Corey Maley raised some doubts on Brain Hammer, and I offered my reasons for a (qualified) positive answer. If anyone has any thoughts on this, I’d be interested in hearing them.
Gualtiero,
As I think about this more, it occurs to me that there seems to be an analog in the difference between Turing Machines and stored-program computers and the difference between processes that can be said to act in accordance with rules and rule-governed processes. The behavior of a TM (including a UTM) is governed by the configuration of the states of the machine and transitions among the states, whereas the behavior of a stored-program computers is governed by a program. TMs can certainly be said to behave in accordance with certain rules, although I don’t think they are governed by them: the state-transition table of a TM is not actually a set of rules. In this way, they are similar to neural networks.
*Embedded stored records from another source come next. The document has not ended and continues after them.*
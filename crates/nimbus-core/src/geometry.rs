#[derive(Clone, Copy, Debug, Default, PartialEq)]
pub struct Vec2 {
    pub x: f32,
    pub y: f32,
}

impl Vec2 {
    pub fn new(x: f32, y: f32) -> Self {
        Self { x, y }
    }
}

#[derive(Clone, Copy, Debug, Default, PartialEq)]
pub struct Size {
    pub width: f32,
    pub height: f32,
}

#[derive(Clone, Copy, Debug, Default, PartialEq)]
pub struct Rect {
    pub x: f32,
    pub y: f32,
    pub w: f32,
    pub h: f32,
}

impl Rect {
    pub fn new(x: f32, y: f32, w: f32, h: f32) -> Self {
        Self { x, y, w, h }
    }

    pub fn contains(&self, p: Vec2) -> bool {
        p.x >= self.x && p.x <= self.x + self.w && p.y >= self.y && p.y <= self.y + self.h
    }

    pub fn center(&self) -> Vec2 {
        Vec2 {
            x: self.x + self.w * 0.5,
            y: self.y + self.h * 0.5,
        }
    }

    /// Shrinks each edge; never produces negative extents.
    pub fn inset(&self, left: f32, top: f32, right: f32, bottom: f32) -> Rect {
        Rect {
            x: self.x + left,
            y: self.y + top,
            w: (self.w - left - right).max(0.0),
            h: (self.h - top - bottom).max(0.0),
        }
    }

    pub fn intersect(&self, other: &Rect) -> Option<Rect> {
        let x0 = self.x.max(other.x);
        let y0 = self.y.max(other.y);
        let x1 = (self.x + self.w).min(other.x + other.w);
        let y1 = (self.y + self.h).min(other.y + other.h);
        if x1 <= x0 || y1 <= y0 {
            None
        } else {
            Some(Rect {
                x: x0,
                y: y0,
                w: x1 - x0,
                h: y1 - y0,
            })
        }
    }
}
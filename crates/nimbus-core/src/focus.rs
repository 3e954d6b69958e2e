//! Keyboard focus.
//!
//! The `Scheduler` owns one [`FocusManager`] per mount. During composition it
//! is reachable through [`local_focus_manager`], so callbacks built by a
//! widget can capture it and clear or move focus later. A [`FocusRequester`]
//! is a handle that a field binds to itself with
//! `Modifier::focus_requester`; anyone holding a clone can then focus that
//! field.

use std::cell::RefCell;
use std::rc::Rc;

use crate::ViewId;

thread_local! {
    static CURRENT_FOCUS: RefCell<Option<FocusManager>> = const { RefCell::new(None) };
}

#[derive(Clone, Copy, Debug, PartialEq, Eq)]
pub enum FocusDirection {
    Next,
    Previous,
}

#[derive(Default)]
struct FocusInner {
    focused: Option<ViewId>,
    chain: Vec<ViewId>,
}

/// Shared handle to the focus state of one mounted tree.
#[derive(Clone, Default)]
pub struct FocusManager(Rc<RefCell<FocusInner>>);

impl FocusManager {
    pub fn new() -> Self {
        Self::default()
    }

    pub fn focused(&self) -> Option<ViewId> {
        self.0.borrow().focused
    }

    pub fn is_focused(&self, id: ViewId) -> bool {
        self.focused() == Some(id)
    }

    pub fn request(&self, id: ViewId) {
        self.0.borrow_mut().focused = Some(id);
    }

    pub fn clear_focus(&self) {
        self.0.borrow_mut().focused = None;
    }

    /// Moves along the focus chain, wrapping at both ends. With nothing
    /// focused, `Next` lands on the first entry and `Previous` on the last.
    /// Returns false when the chain is empty.
    pub fn move_focus(&self, direction: FocusDirection) -> bool {
        let mut inner = self.0.borrow_mut();
        let n = inner.chain.len();
        if n == 0 {
            return false;
        }
        let pos = inner
            .focused
            .and_then(|id| inner.chain.iter().position(|&c| c == id));
        let idx = match (direction, pos) {
            (FocusDirection::Next, Some(i)) => (i + 1) % n,
            (FocusDirection::Previous, Some(i)) => (i + n - 1) % n,
            (FocusDirection::Next, None) => 0,
            (FocusDirection::Previous, None) => n - 1,
        };
        let id = inner.chain[idx];
        inner.focused = Some(id);
        true
    }

    pub fn focus_chain(&self) -> Vec<ViewId> {
        self.0.borrow().chain.clone()
    }

    /// Installs the chain of the latest frame. Focus on an id that no longer
    /// exists is dropped.
    pub fn set_chain(&self, chain: Vec<ViewId>) {
        let mut inner = self.0.borrow_mut();
        if let Some(f) = inner.focused
            && !chain.contains(&f)
        {
            log::debug!("focused view {f} left the tree; clearing focus");
            inner.focused = None;
        }
        inner.chain = chain;
    }

    pub fn reset(&self) {
        let mut inner = self.0.borrow_mut();
        inner.focused = None;
        inner.chain.clear();
    }

    pub fn ptr_eq(&self, other: &FocusManager) -> bool {
        Rc::ptr_eq(&self.0, &other.0)
    }
}

impl std::fmt::Debug for FocusManager {
    fn fmt(&self, f: &mut std::fmt::Formatter<'_>) -> std::fmt::Result {
        let inner = self.0.borrow();
        f.debug_struct("FocusManager")
            .field("focused", &inner.focused)
            .field("chain", &inner.chain)
            .finish()
    }
}

pub fn with_focus_manager<R>(fm: &FocusManager, f: impl FnOnce() -> R) -> R {
    struct Restore(Option<FocusManager>);
    impl Drop for Restore {
        fn drop(&mut self) {
            let prev = self.0.take();
            CURRENT_FOCUS.with(|c| *c.borrow_mut() = prev);
        }
    }
    let prev = CURRENT_FOCUS.with(|c| c.borrow_mut().replace(fm.clone()));
    let _restore = Restore(prev);
    f()
}

/// The focus manager of the tree being composed. Outside of a composition a
/// detached manager is returned, and changes to it affect nothing.
pub fn local_focus_manager() -> FocusManager {
    CURRENT_FOCUS.with(|c| c.borrow().clone()).unwrap_or_else(|| {
        log::warn!("local_focus_manager() called outside of composition");
        FocusManager::new()
    })
}

#[derive(Default)]
struct RequesterInner {
    target: Option<ViewId>,
    manager: Option<FocusManager>,
}

/// Handle that focuses the view it is attached to.
#[derive(Clone, Default)]
pub struct FocusRequester(Rc<RefCell<RequesterInner>>);

impl FocusRequester {
    pub fn new() -> Self {
        Self::default()
    }

    /// Called by layout for the view carrying this requester.
    pub fn attach(&self, id: ViewId, manager: &FocusManager) {
        let mut inner = self.0.borrow_mut();
        inner.target = Some(id);
        inner.manager = Some(manager.clone());
    }

    pub fn target(&self) -> Option<ViewId> {
        self.0.borrow().target
    }

    /// Focuses the attached view. Before the first layout pass there is
    /// nothing to focus and the request is dropped.
    pub fn request_focus(&self) -> bool {
        let inner = self.0.borrow();
        match (inner.target, inner.manager.as_ref()) {
            (Some(id), Some(fm)) => {
                fm.request(id);
                true
            }
            _ => {
                log::warn!("request_focus() on a FocusRequester that is not attached to a view");
                false
            }
        }
    }
}

impl PartialEq for FocusRequester {
    fn eq(&self, other: &Self) -> bool {
        Rc::ptr_eq(&self.0, &other.0)
    }
}

impl std::fmt::Debug for FocusRequester {
    fn fmt(&self, f: &mut std::fmt::Formatter<'_>) -> std::fmt::Result {
        f.debug_struct("FocusRequester")
            .field("target", &self.target())
            .finish()
    }
}

#[cfg(test)]
mod tests {
    use super::*;

    #[test]
    fn move_focus_wraps() {
        let fm = FocusManager::new();
        fm.set_chain(vec![3, 7, 9]);
        assert!(fm.move_focus(FocusDirection::Next));
        assert_eq!(fm.focused(), Some(3));
        fm.request(9);
        fm.move_focus(FocusDirection::Next);
        assert_eq!(fm.focused(), Some(3));
        fm.move_focus(FocusDirection::Previous);
        assert_eq!(fm.focused(), Some(9));
    }

    #[test]
    fn empty_chain_does_nothing() {
        let fm = FocusManager::new();
        assert!(!fm.move_focus(FocusDirection::Next));
        assert_eq!(fm.focused(), None);
    }

    #[test]
    fn stale_focus_is_dropped_with_new_chain() {
        let fm = FocusManager::new();
        fm.set_chain(vec![1, 2]);
        fm.request(2);
        fm.set_chain(vec![1]);
        assert_eq!(fm.focused(), None);
    }

    #[test]
    fn unattached_requester_is_a_noop() {
        let r = FocusRequester::new();
        assert!(!r.request_focus());

        let fm = FocusManager::new();
        r.attach(5, &fm);
        assert!(r.request_focus());
        assert_eq!(fm.focused(), Some(5));
        assert_eq!(r.clone(), r);
    }
}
You are right in saying that “the question of what does and does not count as program execution is, to some extent, a matter of stipulation”. I do think that this is an important aspect of computational theory that needs to be taken seriously, particularly with respect to computational theories in cognitive science. Although the functions that can be computed by both UTMs and sufficiently powerful stored-program computers are identical, understanding and explaining the ways that they function are quite different. For instance, whether the mind/brain implements a particular cognitive function in a state-configuration governed way as opposed to a stored-program governed way is (I would think) an interesting question, each requiring different types of cognitive/neural architectures.
There is much more to be said here, and I certainly haven’t thought it out in any detail. Maybe other Brains readers have thoughts about this?
Suppose that a UTM simulates a program P on data D iff the UTM proceeds through a sequence of instantaneous descriptions (IDs) that is isomorphic (homomorphic?) to the sequence of IDs P goes through in computing D. (Let this be a definition of “simulation” of a P by at UTM.)
Now take UTM and modify it so that for just one particular program P1, it does not compute the value of P1 on D using the algorithm that P1 uses. Call this new program UTM*. (UTM* might begin with the equivalent of a conditional statement, if the program is P1 …) In this case, UTM* would not simulate P1 on D in the technical sense just specified. So, given that definition, it would seem to me to be incorrect to say simply that UTMs simulate programs on data. Some UTMs do, some don’t.
That’s a little short, but I hope the idea is clear enough. I’ve been meaning to read that paper, Gualtiero, but since it’s going to be presented at SSPP, I’ve been waiting to nearer that time when I can talk about it with you.
Thanks, Ken. I look forward to talking with you at the SSPP.
I agree that TMs are governed by state transition tables and that computers are governed by programs, but I disagree that these two kinds of control are mutually exclusive. UTMs are goverened by the conjunction of their state transition table and program (instructions, symbols, whatever you want to call them) written on their tape. Similarly, digital computers are goverened by programs in combination with the state transition table (or finite state automaton, or whatever you want to call it) that describes the behavior of their control and datapath components.
As to being rule-governed vs. acting in accordance with a rule, I think it is, again, partly a matter of stipulation. I am happy to say that all computation is rule-governed, and have said so in print. But I’m all in favor of drawing fine grained distinctions between kinds of computation.